[Stored data entries]
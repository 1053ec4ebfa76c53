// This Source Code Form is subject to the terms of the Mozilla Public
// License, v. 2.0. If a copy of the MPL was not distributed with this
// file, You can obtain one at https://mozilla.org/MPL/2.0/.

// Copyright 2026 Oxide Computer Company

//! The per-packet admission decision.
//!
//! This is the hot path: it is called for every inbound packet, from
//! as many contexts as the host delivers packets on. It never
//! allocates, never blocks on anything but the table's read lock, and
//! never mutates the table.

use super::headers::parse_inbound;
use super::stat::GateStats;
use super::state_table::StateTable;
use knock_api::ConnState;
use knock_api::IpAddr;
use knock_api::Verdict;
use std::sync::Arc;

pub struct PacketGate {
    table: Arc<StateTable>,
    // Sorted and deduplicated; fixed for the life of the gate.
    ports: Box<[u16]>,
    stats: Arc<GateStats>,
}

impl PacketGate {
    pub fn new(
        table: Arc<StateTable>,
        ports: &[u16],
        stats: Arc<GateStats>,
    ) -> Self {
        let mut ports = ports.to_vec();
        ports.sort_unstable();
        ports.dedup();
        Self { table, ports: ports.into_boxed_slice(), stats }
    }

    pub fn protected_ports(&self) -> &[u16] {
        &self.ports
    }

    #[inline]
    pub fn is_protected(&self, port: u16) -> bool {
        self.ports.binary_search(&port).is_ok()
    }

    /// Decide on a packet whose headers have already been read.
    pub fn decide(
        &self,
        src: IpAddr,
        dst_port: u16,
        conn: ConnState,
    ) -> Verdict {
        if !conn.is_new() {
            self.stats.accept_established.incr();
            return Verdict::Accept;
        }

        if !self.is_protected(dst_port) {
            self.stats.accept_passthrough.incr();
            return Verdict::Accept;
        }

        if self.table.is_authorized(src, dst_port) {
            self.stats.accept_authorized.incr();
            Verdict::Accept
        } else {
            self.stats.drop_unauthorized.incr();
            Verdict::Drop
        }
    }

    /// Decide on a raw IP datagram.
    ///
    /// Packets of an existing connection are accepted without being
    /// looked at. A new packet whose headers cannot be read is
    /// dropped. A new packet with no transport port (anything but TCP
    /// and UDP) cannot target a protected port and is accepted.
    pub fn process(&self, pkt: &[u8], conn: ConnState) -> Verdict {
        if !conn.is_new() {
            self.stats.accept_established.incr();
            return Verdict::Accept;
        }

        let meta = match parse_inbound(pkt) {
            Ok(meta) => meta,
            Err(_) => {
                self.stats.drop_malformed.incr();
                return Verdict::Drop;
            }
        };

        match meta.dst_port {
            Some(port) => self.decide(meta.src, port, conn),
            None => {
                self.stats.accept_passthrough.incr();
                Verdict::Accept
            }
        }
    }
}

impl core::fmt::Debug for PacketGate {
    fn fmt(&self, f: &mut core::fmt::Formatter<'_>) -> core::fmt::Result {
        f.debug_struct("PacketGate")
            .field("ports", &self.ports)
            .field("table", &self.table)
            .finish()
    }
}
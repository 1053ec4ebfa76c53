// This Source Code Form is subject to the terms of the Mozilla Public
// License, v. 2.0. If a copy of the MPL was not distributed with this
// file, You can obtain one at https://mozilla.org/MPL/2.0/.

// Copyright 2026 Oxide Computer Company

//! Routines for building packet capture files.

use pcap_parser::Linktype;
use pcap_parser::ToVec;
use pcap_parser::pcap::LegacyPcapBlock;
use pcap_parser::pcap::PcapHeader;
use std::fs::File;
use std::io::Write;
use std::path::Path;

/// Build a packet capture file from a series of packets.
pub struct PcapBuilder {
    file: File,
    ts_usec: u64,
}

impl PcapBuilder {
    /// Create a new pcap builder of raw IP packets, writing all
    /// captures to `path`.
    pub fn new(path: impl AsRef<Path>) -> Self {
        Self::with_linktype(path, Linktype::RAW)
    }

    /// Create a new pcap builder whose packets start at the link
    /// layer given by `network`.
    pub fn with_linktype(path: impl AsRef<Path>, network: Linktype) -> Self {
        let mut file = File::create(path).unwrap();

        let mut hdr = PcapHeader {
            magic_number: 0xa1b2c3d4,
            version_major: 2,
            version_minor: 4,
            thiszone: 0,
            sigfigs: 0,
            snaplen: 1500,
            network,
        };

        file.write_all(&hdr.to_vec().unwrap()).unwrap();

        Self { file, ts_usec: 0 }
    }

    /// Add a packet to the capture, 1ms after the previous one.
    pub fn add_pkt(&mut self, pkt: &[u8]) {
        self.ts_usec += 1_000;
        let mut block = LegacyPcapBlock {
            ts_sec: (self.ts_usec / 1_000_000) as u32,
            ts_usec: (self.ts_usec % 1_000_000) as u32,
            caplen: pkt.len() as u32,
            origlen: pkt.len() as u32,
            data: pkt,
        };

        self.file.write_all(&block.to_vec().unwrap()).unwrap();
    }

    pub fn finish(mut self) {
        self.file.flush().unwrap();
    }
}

Task details: Transcribe, exactly and without additions, the lines of the records above, beginning with the line that contains "ts_sec: (self.ts_usec /" and ending with the line that contains "pub fn finish(mut", both included.

Answer below:
            ts_sec: (self.ts_usec / 1_000_000) as u32,
            ts_usec: (self.ts_usec % 1_000_000) as u32,
            caplen: pkt.len() as u32,
            origlen: pkt.len() as u32,
            data: pkt,
        };

        self.file.write_all(&block.to_vec().unwrap()).unwrap();
    }

    pub fn finish(mut self) {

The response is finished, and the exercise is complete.